■ Input for this task ■

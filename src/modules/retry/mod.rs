//! Retry orchestration with exponential backoff and jitter.

use std::fmt::Display;
use std::future::Future;
use std::time::Duration;

use rand::Rng;
use serde::{Deserialize, Serialize};
use tokio::time::sleep;

use super::delay_from_secs;

/// HTTP statuses worth another attempt.
pub const RETRYABLE_STATUS_CODES: [u16; 9] = [429, 500, 502, 503, 504, 521, 522, 523, 524];

/// Relative jitter applied around the computed delay.
const JITTER_RATIO: f64 = 0.1;

pub fn is_retryable_status(status: u16) -> bool {
    RETRYABLE_STATUS_CODES.contains(&status)
}

/// Classification of failures into transient and fatal ones.
pub trait Retryable {
    fn is_retryable(&self) -> bool;
}

/// Backoff parameters. Delays are in seconds.
#[derive(Debug, Clone, PartialEq, Serialize, Deserialize)]
#[serde(default)]
pub struct RetryConfig {
    pub max_attempts: u32,
    pub base_delay: f64,
    pub max_delay: f64,
    pub exponential_base: f64,
    pub multiplier: f64,
    pub jitter: bool,
}

impl Default for RetryConfig {
    fn default() -> Self {
        Self {
            max_attempts: 3,
            base_delay: 1.0,
            max_delay: 60.0,
            exponential_base: 2.0,
            multiplier: 1.0,
            jitter: true,
        }
    }
}

impl RetryConfig {
    pub fn fast() -> Self {
        Self {
            max_attempts: 2,
            base_delay: 0.5,
            max_delay: 10.0,
            ..Self::default()
        }
    }

    pub fn standard() -> Self {
        Self::default()
    }

    pub fn aggressive() -> Self {
        Self {
            max_attempts: 5,
            base_delay: 2.0,
            max_delay: 120.0,
            exponential_base: 2.5,
            ..Self::default()
        }
    }

    /// Backoff before the retry that follows failed attempt `attempt`
    /// (1-based), without jitter.
    pub fn base_delay_for(&self, attempt: u32) -> Duration {
        let exponent = attempt.saturating_sub(1) as i32;
        let raw = self.base_delay * self.exponential_base.powi(exponent) * self.multiplier;
        let capped = raw.min(self.max_delay);
        if capped.is_nan() {
            Duration::ZERO
        } else {
            delay_from_secs(capped)
        }
    }
}

/// Details handed to the retry hook before the orchestrator sleeps.
#[derive(Debug)]
pub struct RetryAttempt<'a, E> {
    /// Number of the attempt that just failed.
    pub number: u32,
    pub max_attempts: u32,
    pub delay: Duration,
    pub error: &'a E,
}

#[derive(Debug, Clone, Default)]
pub struct RetryOrchestrator {
    config: RetryConfig,
}

impl RetryOrchestrator {
    pub fn new(config: RetryConfig) -> Self {
        Self { config }
    }

    pub fn config(&self) -> &RetryConfig {
        &self.config
    }

    /// Delay before the next attempt, jittered by up to ±10 % when enabled.
    pub fn delay_for(&self, attempt: u32) -> Duration {
        let base = self.config.base_delay_for(attempt).as_secs_f64();
        if !self.config.jitter || base == 0.0 {
            return delay_from_secs(base);
        }
        let spread = base * JITTER_RATIO;
        let jittered = base + rand::thread_rng().gen_range(-spread..=spread);
        delay_from_secs(jittered)
    }

    pub async fn run<T, E, F, Fut>(&self, op: F) -> Result<T, E>
    where
        F: FnMut(u32) -> Fut,
        Fut: Future<Output = Result<T, E>>,
        E: Retryable + Display,
    {
        self.run_with(op, |_| {}).await
    }

    /// Run `op` until it succeeds, fails fatally, or attempts are exhausted.
    /// `op` receives the 1-based attempt number; `on_retry` is invoked before
    /// every backoff sleep.
    pub async fn run_with<T, E, F, Fut, H>(&self, mut op: F, mut on_retry: H) -> Result<T, E>
    where
        F: FnMut(u32) -> Fut,
        Fut: Future<Output = Result<T, E>>,
        E: Retryable + Display,
        H: FnMut(&RetryAttempt<'_, E>),
    {
        let max_attempts = self.config.max_attempts.max(1);
        let mut attempt = 0;

        loop {
            attempt += 1;
            let error = match op(attempt).await {
                Ok(value) => {
                    if attempt > 1 {
                        log::debug!("succeeded on attempt {attempt}/{max_attempts}");
                    }
                    return Ok(value);
                }
                Err(error) => error,
            };

            if !error.is_retryable() {
                log::warn!("fatal error on attempt {attempt}: {error}");
                return Err(error);
            }
            if attempt >= max_attempts {
                log::error!("giving up after {attempt} attempts: {error}");
                return Err(error);
            }

            let delay = self.delay_for(attempt);
            log::warn!(
                "attempt {attempt}/{max_attempts} failed: {error}; retrying in {:.2}s",
                delay.as_secs_f64()
            );
            on_retry(&RetryAttempt {
                number: attempt,
                max_attempts,
                delay,
                error: &error,
            });
            sleep(delay).await;
        }
    }
}

#[cfg(test)]
mod tests {
    use super::*;
    use crate::modules::MAX_DELAY;
    use std::sync::atomic::{AtomicU32, Ordering};
    use thiserror::Error;
    use tokio::time::Instant;

    #[derive(Debug, Error)]
    enum TestError {
        #[error("transient")]
        Transient,
        #[error("fatal")]
        Fatal,
    }

    impl Retryable for TestError {
        fn is_retryable(&self) -> bool {
            matches!(self, TestError::Transient)
        }
    }

    #[test]
    fn delays_grow_exponentially_and_cap() {
        let config = RetryConfig {
            max_delay: 5.0,
            ..RetryConfig::default()
        };
        assert_eq!(config.base_delay_for(1), Duration::from_secs(1));
        assert_eq!(config.base_delay_for(2), Duration::from_secs(2));
        assert_eq!(config.base_delay_for(3), Duration::from_secs(4));
        assert_eq!(config.base_delay_for(4), Duration::from_secs(5));
    }

    #[test]
    fn huge_delays_saturate() {
        let config = RetryConfig {
            base_delay: 1e30,
            max_delay: 1e30,
            ..RetryConfig::default()
        };
        assert_eq!(config.base_delay_for(1), MAX_DELAY);
        assert_eq!(config.base_delay_for(40), MAX_DELAY);

        let orchestrator = RetryOrchestrator::new(config);
        assert!(orchestrator.delay_for(3) <= MAX_DELAY);
    }

    #[test]
    fn jitter_stays_within_ten_percent() {
        let orchestrator = RetryOrchestrator::new(RetryConfig::default());
        for _ in 0..200 {
            let delay = orchestrator.delay_for(2).as_secs_f64();
            assert!((1.8..=2.2).contains(&delay), "delay {delay} out of range");
        }
    }

    #[test]
    fn retryable_statuses() {
        assert!(is_retryable_status(429));
        assert!(is_retryable_status(522));
        assert!(!is_retryable_status(404));
        assert!(!is_retryable_status(403));
    }

    #[tokio::test(start_paused = true)]
    async fn always_failing_operation_runs_exactly_max_attempts() {
        let orchestrator = RetryOrchestrator::new(RetryConfig::default());
        let calls = AtomicU32::new(0);
        let started = Instant::now();

        let result: Result<(), TestError> = orchestrator
            .run(|_| {
                calls.fetch_add(1, Ordering::SeqCst);
                async { Err(TestError::Transient) }
            })
            .await;

        assert!(matches!(result, Err(TestError::Transient)));
        assert_eq!(calls.load(Ordering::SeqCst), 3);
        let waited = started.elapsed().as_secs_f64();
        assert!((2.7..=3.3).contains(&waited), "waited {waited}");
    }

    #[tokio::test(start_paused = true)]
    async fn fatal_errors_are_not_retried() {
        let orchestrator = RetryOrchestrator::new(RetryConfig::default());
        let calls = AtomicU32::new(0);

        let result: Result<(), TestError> = orchestrator
            .run(|_| {
                calls.fetch_add(1, Ordering::SeqCst);
                async { Err(TestError::Fatal) }
            })
            .await;

        assert!(matches!(result, Err(TestError::Fatal)));
        assert_eq!(calls.load(Ordering::SeqCst), 1);
    }

    #[tokio::test(start_paused = true)]
    async fn hook_sees_each_retry_and_success_stops_the_loop() {
        let orchestrator = RetryOrchestrator::new(RetryConfig {
            max_attempts: 5,
            jitter: false,
            ..RetryConfig::default()
        });
        let mut seen = Vec::new();

        let result = orchestrator
            .run_with(
                |attempt| async move {
                    if attempt < 3 {
                        Err(TestError::Transient)
                    } else {
                        Ok(attempt)
                    }
                },
                |retry| seen.push((retry.number, retry.delay)),
            )
            .await;

        assert_eq!(result.unwrap(), 3);
        assert_eq!(
            seen,
            vec![(1, Duration::from_secs(1)), (2, Duration::from_secs(2))]
        );
    }
}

■ Exercise objective ■
In the entries above, count each line holding the word "spread" and give that count alone.

■ Problem solution ■
2